National certification schemes.

The main palm oil producing countries which are Malaysia and Indonesia, have also recognized the importance of certification. While I have criticised the Indonesian Sustainable Palm Oil (ISPO) certification scheme previously as being ineffective, the new government under charismatic President "Jokowi" is making sweeping changes to fix violations of forest licensing and corruption. Even the Independent Oil Palm Small Holders in Indonesia have come forward with their own commitment to support sustainable palm oil!

The Malaysian palm oil producers who rank second in terms of volume to the Indonesians are introducing their own certification scheme in January 2015 under Malaysian Sustainable Palm Oil (MSPO) The early indications are that it will be a good one. Since the announcement of this new scheme last year, the industry has worked with its members to reforest key wildlife habitats in the state of Sabah. Their quest for acceptance as a credible producer of sustainable palm oil should add some urgency to other conservation plans which includes a Tiger Action Plan for the last remaining Malayan tigers.
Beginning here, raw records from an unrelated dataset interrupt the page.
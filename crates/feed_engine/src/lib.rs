//! Feed engine: article API client and background request execution.
mod engine;
mod fetch;
mod normalize;
mod types;

pub use engine::{EngineError, EngineHandle};
pub use fetch::{ArticleSource, FetchSettings, ReqwestArticleSource, DEFAULT_BASE_URL};
pub use normalize::{normalize_article, normalize_page};
pub use types::{EngineEvent, FailureKind, FetchError};
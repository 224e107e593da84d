use std::fmt;

use serde::{Deserialize, Serialize};
use serde_json::{Map, Value};

/// Article identifier as sent by the content API: numeric ids for stored
/// articles, strings for anything imported or seeded.
#[derive(Debug, Clone, PartialEq, Eq, Hash, Serialize, Deserialize)]
#[serde(untagged)]
pub enum ArticleId {
    Number(i64),
    Text(String),
}

impl fmt::Display for ArticleId {
    fn fmt(&self, f: &mut fmt::Formatter<'_>) -> fmt::Result {
        match self {
            ArticleId::Number(id) => write!(f, "{id}"),
            ArticleId::Text(id) => f.write_str(id),
        }
    }
}

impl From<i64> for ArticleId {
    fn from(id: i64) -> Self {
        ArticleId::Number(id)
    }
}

impl From<&str> for ArticleId {
    fn from(id: &str) -> Self {
        ArticleId::Text(id.to_string())
    }
}

/// One article record. Only `id` is interpreted by the feed; everything else
/// is carried through untouched for the presentation layer.
#[derive(Debug, Clone, PartialEq, Serialize, Deserialize)]
pub struct ArticleSummary {
    pub id: ArticleId,
    #[serde(flatten)]
    pub fields: Map<String, Value>,
}

impl ArticleSummary {
    pub fn new(id: impl Into<ArticleId>) -> Self {
        Self {
            id: id.into(),
            fields: Map::new(),
        }
    }

    /// Builder-style helper, mostly for tests and fixtures.
    pub fn with_field(mut self, key: &str, value: impl Into<Value>) -> Self {
        self.fields.insert(key.to_string(), value.into());
        self
    }

    pub fn str_field(&self, key: &str) -> Option<&str> {
        self.fields.get(key).and_then(Value::as_str)
    }

    /// `true` only for an explicit JSON `true`.
    pub fn flag(&self, key: &str) -> bool {
        self.fields
            .get(key)
            .and_then(Value::as_bool)
            .unwrap_or(false)
    }

    pub fn title(&self) -> Option<&str> {
        self.str_field("title")
    }

    pub fn summary(&self) -> Option<&str> {
        self.str_field("summary")
    }

    pub fn section(&self) -> Option<&str> {
        self.str_field("section")
    }

    pub fn category(&self) -> Option<&str> {
        self.str_field("category")
    }

    pub fn slug(&self) -> Option<&str> {
        self.str_field("slug")
    }

    /// Route key for the detail view: the slug when present, else `article-{id}`.
    pub fn route_key(&self) -> String {
        match self.slug() {
            Some(slug) if !slug.is_empty() => slug.to_string(),
            _ => format!("article-{}", self.id),
        }
    }
}
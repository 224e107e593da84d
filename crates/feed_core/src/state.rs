use crate::view_model::FeedView;
use crate::{ArticleSummary, LoadError, PageRequest};

/// Page size used when the caller does not pick one.
pub const DEFAULT_PAGE_SIZE: u32 = 10;

/// Minimum intersection ratio at which the sentinel counts as visible.
pub const SENTINEL_THRESHOLD: f32 = 0.1;

#[derive(Debug, Clone, PartialEq, Eq)]
pub struct FeedOptions {
    pub page_size: u32,
    pub section: Option<String>,
    pub infinite_scroll: bool,
}

impl Default for FeedOptions {
    fn default() -> Self {
        Self {
            page_size: DEFAULT_PAGE_SIZE,
            section: None,
            infinite_scroll: false,
        }
    }
}

#[derive(Debug, Clone, Copy, PartialEq, Eq, Default)]
pub enum FetchStatus {
    #[default]
    Idle,
    LoadingInitial,
    LoadingMore,
    Error,
    Ready,
}

/// Page state for one view. Created when the view mounts and dropped with it.
#[derive(Debug, Clone, PartialEq)]
pub struct FeedState {
    page_size: u32,
    infinite_scroll: bool,
    items: Vec<ArticleSummary>,
    current_page: u32,
    section: Option<String>,
    has_more: bool,
    status: FetchStatus,
    error: Option<LoadError>,
    generation: u64,
    in_flight: Option<PageRequest>,
    reload_pending: bool,
    started: bool,
    active: bool,
    observing_sentinel: bool,
    dirty: bool,
}

impl Default for FeedState {
    fn default() -> Self {
        Self::new(FeedOptions::default())
    }
}

impl FeedState {
    pub fn new(options: FeedOptions) -> Self {
        Self {
            page_size: options.page_size.max(1),
            infinite_scroll: options.infinite_scroll,
            items: Vec::new(),
            current_page: 0,
            section: options.section,
            has_more: true,
            status: FetchStatus::Idle,
            error: None,
            generation: 0,
            in_flight: None,
            reload_pending: false,
            started: false,
            active: true,
            observing_sentinel: false,
            dirty: false,
        }
    }

    pub fn view(&self) -> FeedView {
        FeedView {
            items: self.items.clone(),
            status: self.status,
            error: self.error.as_ref().map(ToString::to_string),
            has_more: self.has_more,
            current_page: self.current_page,
            section: self.section.clone(),
            sentinel_observed: self.observing_sentinel,
            dirty: self.dirty,
        }
    }

    pub fn items(&self) -> &[ArticleSummary] {
        &self.items
    }

    pub fn error(&self) -> Option<&LoadError> {
        self.error.as_ref()
    }

    pub fn status(&self) -> FetchStatus {
        self.status
    }

    pub fn current_page(&self) -> u32 {
        self.current_page
    }

    pub fn section(&self) -> Option<&str> {
        self.section.as_deref()
    }

    pub fn has_more(&self) -> bool {
        self.has_more
    }

    pub fn page_size(&self) -> u32 {
        self.page_size
    }

    pub fn in_flight(&self) -> Option<&PageRequest> {
        self.in_flight.as_ref()
    }

    pub fn is_active(&self) -> bool {
        self.active
    }

    pub fn consume_dirty(&mut self) -> bool {
        let was_dirty = self.dirty;
        self.dirty = false;
        was_dirty
    }

    pub(crate) fn generation(&self) -> u64 {
        self.generation
    }

    pub(crate) fn infinite_scroll(&self) -> bool {
        self.infinite_scroll
    }

    pub(crate) fn observing_sentinel(&self) -> bool {
        self.observing_sentinel
    }

    pub(crate) fn can_load_more(&self) -> bool {
        self.active && self.in_flight.is_none() && self.has_more
    }

    /// Returns `false` if the view was already started or has gone away.
    pub(crate) fn start(&mut self) -> bool {
        if self.started || !self.active {
            return false;
        }
        self.started = true;
        true
    }

    pub(crate) fn start_observing(&mut self) {
        self.observing_sentinel = true;
        self.mark_dirty();
    }

    /// Returns whether an observer was actually running.
    pub(crate) fn deactivate(&mut self) -> bool {
        self.active = false;
        self.reload_pending = false;
        let was_observing = self.observing_sentinel;
        self.observing_sentinel = false;
        self.mark_dirty();
        was_observing
    }

    /// Marks a request as in flight and returns it. Callers check
    /// [`FeedState::in_flight`] first; only one request exists at a time.
    pub(crate) fn begin_request(&mut self, page: u32, append: bool) -> PageRequest {
        let request = PageRequest {
            generation: self.generation,
            page,
            limit: self.page_size,
            section: self.section.clone(),
            append,
        };
        self.status = if append {
            FetchStatus::LoadingMore
        } else {
            FetchStatus::LoadingInitial
        };
        self.error = None;
        self.in_flight = Some(request.clone());
        self.mark_dirty();
        request
    }

    /// Clears the in-flight guard if `request` is the one being waited on.
    pub(crate) fn finish_request(&mut self, request: &PageRequest) -> bool {
        if self.in_flight.as_ref() != Some(request) {
            return false;
        }
        self.in_flight = None;
        true
    }

    pub(crate) fn apply_page(&mut self, request: &PageRequest, articles: Vec<ArticleSummary>) {
        self.has_more = articles.len() >= request.limit as usize;
        if request.append {
            self.items.extend(articles);
        } else {
            self.items = articles;
        }
        self.current_page = request.page;
        self.status = FetchStatus::Ready;
        self.mark_dirty();
    }

    /// Records a failed fetch. Items, page and `has_more` are left as they were.
    pub(crate) fn apply_failure(&mut self, error: LoadError) {
        self.error = Some(error);
        self.status = FetchStatus::Error;
        self.mark_dirty();
    }

    /// Starts a new generation under `section` with an empty list.
    pub(crate) fn reset_for_section(&mut self, section: Option<String>) {
        self.section = section;
        self.generation += 1;
        self.items.clear();
        self.current_page = 0;
        self.has_more = true;
        self.error = None;
        self.status = FetchStatus::LoadingInitial;
        self.mark_dirty();
    }

    pub(crate) fn queue_reload(&mut self) {
        self.reload_pending = true;
    }

    pub(crate) fn take_reload(&mut self) -> bool {
        std::mem::take(&mut self.reload_pending)
    }

    pub(crate) fn mark_dirty(&mut self) {
        self.dirty = true;
    }
}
The RSPO as the first guy out of the gate, has indicated its willingness to collaborate with both government schemes as way of making sustainable palm oil the new norm. I'm not so sure if that would work out well.

The RSPO was founded by conservation groups and industry members to try and control some of the rampant destruction by the industry a decade ago. While it continues to receive criticism that it has failed to stop deforestation, last week's statements by the RSPO, if enacted upon, will see a much more credible logo emerge in the coming months. It may have the recognition of governments like the United Kingdom and the fabulous Memorandum of Agreement signed with the United Nations Environmental Program but it could get its faced dirtied again if it gets too close to national certification schemes.
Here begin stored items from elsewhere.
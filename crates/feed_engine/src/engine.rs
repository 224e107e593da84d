use std::sync::{mpsc, Arc};
use std::thread;
use std::time::Duration;

use feed_core::PageRequest;
use feed_logging::feed_debug;

use crate::fetch::{ArticleSource, FetchSettings, ReqwestArticleSource};
use crate::{EngineEvent, FetchError};

#[derive(Debug, thiserror::Error)]
pub enum EngineError {
    #[error("failed to start async runtime: {0}")]
    Runtime(#[from] std::io::Error),
    #[error("failed to build http client: {0}")]
    Client(#[from] FetchError),
}

enum EngineCommand {
    FetchPage(PageRequest),
    FetchArticle(String),
}

/// Runs article requests on a background runtime and hands results back
/// through a channel, so the UI thread never blocks on the network.
pub struct EngineHandle {
    cmd_tx: mpsc::Sender<EngineCommand>,
    event_rx: mpsc::Receiver<EngineEvent>,
}

impl EngineHandle {
    pub fn new(settings: FetchSettings) -> Result<Self, EngineError> {
        let source = ReqwestArticleSource::new(settings)?;
        Self::with_source(Arc::new(source))
    }

    pub fn with_source(source: Arc<dyn ArticleSource>) -> Result<Self, EngineError> {
        let (cmd_tx, cmd_rx) = mpsc::channel();
        let (event_tx, event_rx) = mpsc::channel();
        let runtime = tokio::runtime::Builder::new_multi_thread()
            .enable_all()
            .build()?;

        thread::spawn(move || {
            while let Ok(command) = cmd_rx.recv() {
                let source = source.clone();
                let event_tx = event_tx.clone();
                runtime.spawn(async move {
                    handle_command(source.as_ref(), command, event_tx).await;
                });
            }
            feed_debug!("engine command channel closed");
        });

        Ok(Self { cmd_tx, event_rx })
    }

    pub fn fetch_page(&self, request: PageRequest) {
        let _ = self.cmd_tx.send(EngineCommand::FetchPage(request));
    }

    pub fn fetch_article(&self, key: impl Into<String>) {
        let _ = self.cmd_tx.send(EngineCommand::FetchArticle(key.into()));
    }

    pub fn try_recv(&self) -> Option<EngineEvent> {
        self.event_rx.try_recv().ok()
    }

    pub fn recv_timeout(&self, timeout: Duration) -> Option<EngineEvent> {
        self.event_rx.recv_timeout(timeout).ok()
    }
}

async fn handle_command(
    source: &dyn ArticleSource,
    command: EngineCommand,
    event_tx: mpsc::Sender<EngineEvent>,
) {
    let event = match command {
        EngineCommand::FetchPage(request) => {
            let result = source.fetch_page(&request).await;
            EngineEvent::PageFetched { request, result }
        }
        EngineCommand::FetchArticle(key) => {
            let result = source.fetch_article(&key).await;
            EngineEvent::ArticleFetched { key, result }
        }
    };
    let _ = event_tx.send(event);
}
The thing is, the ISPO and MSPO are governmental bodies and have their nation's development agendas to fulfill.

Neither of these countries see themselves as some vast tropical theme park to be preserved in their entirety for the benefit of other nations.

We can take a look at other countries for comparison. Countries like Canada push tarsands oil as a national priority while the United States continues the practice of fracking for shale gas despite the associated problems caused to people and planet.
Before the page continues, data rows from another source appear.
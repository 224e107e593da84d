mod app;
mod cli;
mod config;
mod effects;
mod render;

use anyhow::Context;
use clap::Parser;
use feed_logging::{feed_info, LevelFilter, LogDestination};

use cli::{Cli, Command};
use config::FeedConfig;

fn main() -> anyhow::Result<()> {
    let cli = Cli::parse();

    let (mut config, origin) = FeedConfig::load(&cli.config)
        .with_context(|| format!("loading {:?}", cli.config))?;
    cli.apply(&mut config);

    let level = if cli.verbose {
        LevelFilter::Debug
    } else {
        LevelFilter::Warn
    };
    let destination = match config.log_file.clone() {
        Some(path) if cli.verbose => LogDestination::Both(path),
        Some(path) => LogDestination::File(path),
        None => LogDestination::Terminal,
    };
    feed_logging::initialize(destination, level);
    feed_info!("{}", origin);

    match &cli.command {
        Command::List(args) => app::run_list(&config, args),
        Command::Show { key } => app::run_show(&config, key),
    }
}
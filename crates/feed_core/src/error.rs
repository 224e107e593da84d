use std::fmt;

/// Why a page could not be loaded, as shown to the reader.
#[derive(Debug, Clone, PartialEq, Eq, thiserror::Error)]
#[error("{kind}: {message}")]
pub struct LoadError {
    pub kind: LoadErrorKind,
    pub message: String,
}

impl LoadError {
    pub fn new(kind: LoadErrorKind, message: impl Into<String>) -> Self {
        Self {
            kind,
            message: message.into(),
        }
    }

    pub fn network(message: impl Into<String>) -> Self {
        Self::new(LoadErrorKind::Network, message)
    }
}

#[derive(Debug, Clone, Copy, PartialEq, Eq)]
pub enum LoadErrorKind {
    /// Transport failure, timeout, or a body that is not valid JSON.
    Network,
    /// Non-2xx status.
    Http(u16),
    /// Non-JSON content type, or JSON of neither accepted shape. Points at a
    /// misconfigured endpoint rather than a transient fault.
    UnexpectedContentType,
}

impl fmt::Display for LoadErrorKind {
    fn fmt(&self, f: &mut fmt::Formatter<'_>) -> fmt::Result {
        match self {
            LoadErrorKind::Network => write!(f, "network error"),
            LoadErrorKind::Http(status) => write!(f, "http error (status {status})"),
            LoadErrorKind::UnexpectedContentType => write!(f, "unexpected content type"),
        }
    }
}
I totally empathize with the wildlife rescue groups in Malaysia and Indonesia who spit on the mention of palm oil. After all, their eyes have seen destruction on a level which we can't begin to imagine. Palm oil export revenues however, are what builds airports and hospitals and indeed, the internet service which local activists use to rant against palm oil development. The key role that Malaysia and in particular Indonesia can play now, is to show African countries, the Philippines and India, that national development goals must be met without the mayhem.